SANS - Survey on application security programs

Ofcom has cleared the way for iPhone voting applications for TV.

Voting through specially-formatted text messages, or calls to sequential numbers, could soon be a thing of the past as the regulator has finally clarified the rules on applications that allow one to vote, and pay, though an application installed on the phone.

Text voting is an important revenue stream for some of the most popular TV shows today, and that's despite the complexity of the voting process that's crying out for simplification with an app running on the phone. But the complexity of the rules, which were drafted before mobile applications took off, has discouraged any development in that direction.

Basically Ofcom has said that voting apps are OK, as long as viewers are warned about the cost. The app can't add features either; everything must be possible without the app to avoid it turning into an advert for a specific platform, something Nokia will have to take on board when it considers adding voting to its (Symbian-only) X Factor application.

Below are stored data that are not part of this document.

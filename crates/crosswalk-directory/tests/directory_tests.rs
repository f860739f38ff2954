//! Integration tests for the directory client using wiremock.
//!
//! Cover token acquisition and caching, paginated search, the fixed field
//! projection, and error mapping.

use std::time::Duration;

use serde_json::json;
use wiremock::matchers::{basic_auth, body_string_contains, method, path, query_param,
    query_param_is_missing};
use wiremock::{Mock, MockServer, ResponseTemplate};

use crosswalk_directory::{DirectoryClient, DirectoryError, TokenCredentials, TokenProvider};

fn credentials(server: &MockServer) -> TokenCredentials {
    TokenCredentials {
        client_id: "client-1".to_string(),
        client_secret: "secret-1".to_string(),
        token_endpoint: format!("{}/oauth/token", server.uri()),
        scopes: vec!["directory:read".to_string()],
    }
}

fn client(server: &MockServer) -> DirectoryClient {
    let http = reqwest::Client::new();
    let auth = TokenProvider::new(credentials(server), http.clone());
    DirectoryClient::with_http_client(server.uri(), auth, http)
}

async fn mount_token_endpoint(server: &MockServer) {
    Mock::given(method("POST"))
        .and(path("/oauth/token"))
        .and(basic_auth("client-1", "secret-1"))
        .and(body_string_contains("grant_type=client_credentials"))
        .respond_with(ResponseTemplate::new(200).set_body_json(json!({
            "access_token": "token-abc",
            "token_type": "Bearer",
            "expires_in": 3600
        })))
        .mount(server)
        .await;
}

#[tokio::test]
async fn test_search_single_page() {
    let server = MockServer::start().await;
    mount_token_endpoint(&server).await;

    Mock::given(method("GET"))
        .and(path("/directory/v1/users"))
        .and(query_param("_queryFilter", "true"))
        .and(query_param("_pageSize", "100"))
        .respond_with(ResponseTemplate::new(200).set_body_json(json!({
            "results": [
                {"id": "01234567-89ab-cdef-0123-456789abcdef", "userName": "a@example.com"}
            ],
            "resultCount": 1
        })))
        .mount(&server)
        .await;

    let client = client(&server);
    let page = client.search("true", 100, None).await.unwrap();
    assert_eq!(page.results.len(), 1);
    assert_eq!(page.results[0].id, "01234567-89ab-cdef-0123-456789abcdef");
    assert!(page.next_cursor.is_none());
}

#[tokio::test]
async fn test_search_requests_fixed_field_projection() {
    let server = MockServer::start().await;
    mount_token_endpoint(&server).await;

    Mock::given(method("GET"))
        .and(path("/directory/v1/users"))
        .and(query_param(
            "_fields",
            "id,userName,email,givenName,surname,accountStatus,externalRawId,externalIdHasDashes",
        ))
        .respond_with(
            ResponseTemplate::new(200)
                .set_body_json(json!({"results": [], "resultCount": 0})),
        )
        .expect(1)
        .mount(&server)
        .await;

    let client = client(&server);
    let page = client.search("true", 50, None).await.unwrap();
    assert!(page.results.is_empty());
}

#[tokio::test]
async fn test_search_follows_cursor() {
    let server = MockServer::start().await;
    mount_token_endpoint(&server).await;

    Mock::given(method("GET"))
        .and(path("/directory/v1/users"))
        .and(query_param_is_missing("_pagedResultsCookie"))
        .respond_with(ResponseTemplate::new(200).set_body_json(json!({
            "results": [{"id": "user-1"}],
            "resultCount": 1,
            "nextCursor": "cursor-1"
        })))
        .mount(&server)
        .await;

    Mock::given(method("GET"))
        .and(path("/directory/v1/users"))
        .and(query_param("_pagedResultsCookie", "cursor-1"))
        .respond_with(ResponseTemplate::new(200).set_body_json(json!({
            "results": [{"id": "user-2"}],
            "resultCount": 1
        })))
        .mount(&server)
        .await;

    let client = client(&server);

    let first = client.search("true", 1, None).await.unwrap();
    assert_eq!(first.next_cursor.as_deref(), Some("cursor-1"));

    let second = client
        .search("true", 1, first.next_cursor.as_deref())
        .await
        .unwrap();
    assert_eq!(second.results[0].id, "user-2");
    assert!(second.next_cursor.is_none());
}

#[tokio::test]
async fn test_search_error_carries_status_and_body() {
    let server = MockServer::start().await;
    mount_token_endpoint(&server).await;

    Mock::given(method("GET"))
        .and(path("/directory/v1/users"))
        .respond_with(ResponseTemplate::new(502).set_body_string("bad gateway"))
        .mount(&server)
        .await;

    let client = client(&server);
    match client.search("true", 100, None).await {
        Err(DirectoryError::Search { status, body }) => {
            assert_eq!(status, 502);
            assert_eq!(body, "bad gateway");
        }
        other => panic!("Expected Search error, got: {other:?}"),
    }
}

#[tokio::test]
async fn test_token_failure_maps_to_auth_error() {
    let server = MockServer::start().await;

    Mock::given(method("POST"))
        .and(path("/oauth/token"))
        .respond_with(
            ResponseTemplate::new(401).set_body_json(json!({"error": "invalid_client"})),
        )
        .mount(&server)
        .await;

    let http = reqwest::Client::new();
    let auth = TokenProvider::new(credentials(&server), http);
    match auth.get_bearer_token().await {
        Err(DirectoryError::Auth(message)) => {
            assert!(message.contains("401"), "unexpected message: {message}");
        }
        other => panic!("Expected Auth error, got: {other:?}"),
    }
}

#[tokio::test]
async fn test_token_is_cached_across_searches() {
    let server = MockServer::start().await;

    Mock::given(method("POST"))
        .and(path("/oauth/token"))
        .respond_with(ResponseTemplate::new(200).set_body_json(json!({
            "access_token": "token-abc",
            "expires_in": 3600
        })))
        .expect(1)
        .mount(&server)
        .await;

    Mock::given(method("GET"))
        .and(path("/directory/v1/users"))
        .respond_with(
            ResponseTemplate::new(200)
                .set_body_json(json!({"results": [], "resultCount": 0})),
        )
        .expect(3)
        .mount(&server)
        .await;

    let client = client(&server);
    for _ in 0..3 {
        client.search("true", 10, None).await.unwrap();
    }
}

#[tokio::test]
async fn test_search_sends_bearer_token() {
    let server = MockServer::start().await;
    mount_token_endpoint(&server).await;

    Mock::given(method("GET"))
        .and(path("/directory/v1/users"))
        .and(wiremock::matchers::header("Authorization", "Bearer token-abc"))
        .respond_with(
            ResponseTemplate::new(200)
                .set_body_json(json!({"results": [], "resultCount": 0})),
        )
        .expect(1)
        .mount(&server)
        .await;

    let client = client(&server);
    client.search("true", 10, None).await.unwrap();
}

#[tokio::test]
async fn test_new_normalizes_base_url() {
    let server = MockServer::start().await;

    let client = DirectoryClient::new(
        format!("{}/", server.uri()),
        TokenProvider::new(credentials(&server), reqwest::Client::new()),
        Duration::from_secs(5),
    )
    .unwrap();
    assert_eq!(client.base_url(), server.uri());
}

But in-app voting is a blindingly obvious development, which would have arrived years ago if the premium-rate industry wasn't still reeling from the scandals of 2007. Back then it emerged that votes submitted through different channels were being treated differently, sometimes even ignored completely, not to mention the times that viewers were invited to vote during repeated shows. Unsurprisingly Ofcom is adamant that votes submitted through mobile applications are treated identically to any other.

Technically the process is trivial - all the popular platforms (including the iPhone) can send an SMS from within an application, allowing the developer to present pictures of, say, The X Factor finalists and inviting viewers to tap on the face they love the most. A warning might pop up, but that's a minor thing compared to the complexity of sending a specially-formatted text message, or sending a message to a finalist-specific number - something that's beyond a surprising number of viewers*.

The development is a small one, but the impact will be great, and it will be interesting to see what difference it makes to next year's X Factor. ®

* Most memorable was the text message submitted to Big Brother when O2 was sponsor, which threw the automated system for some reason: "I wnt to keep in the girl with the big tits" - clearly the work of someone who would benefit from a tap-to-vote application.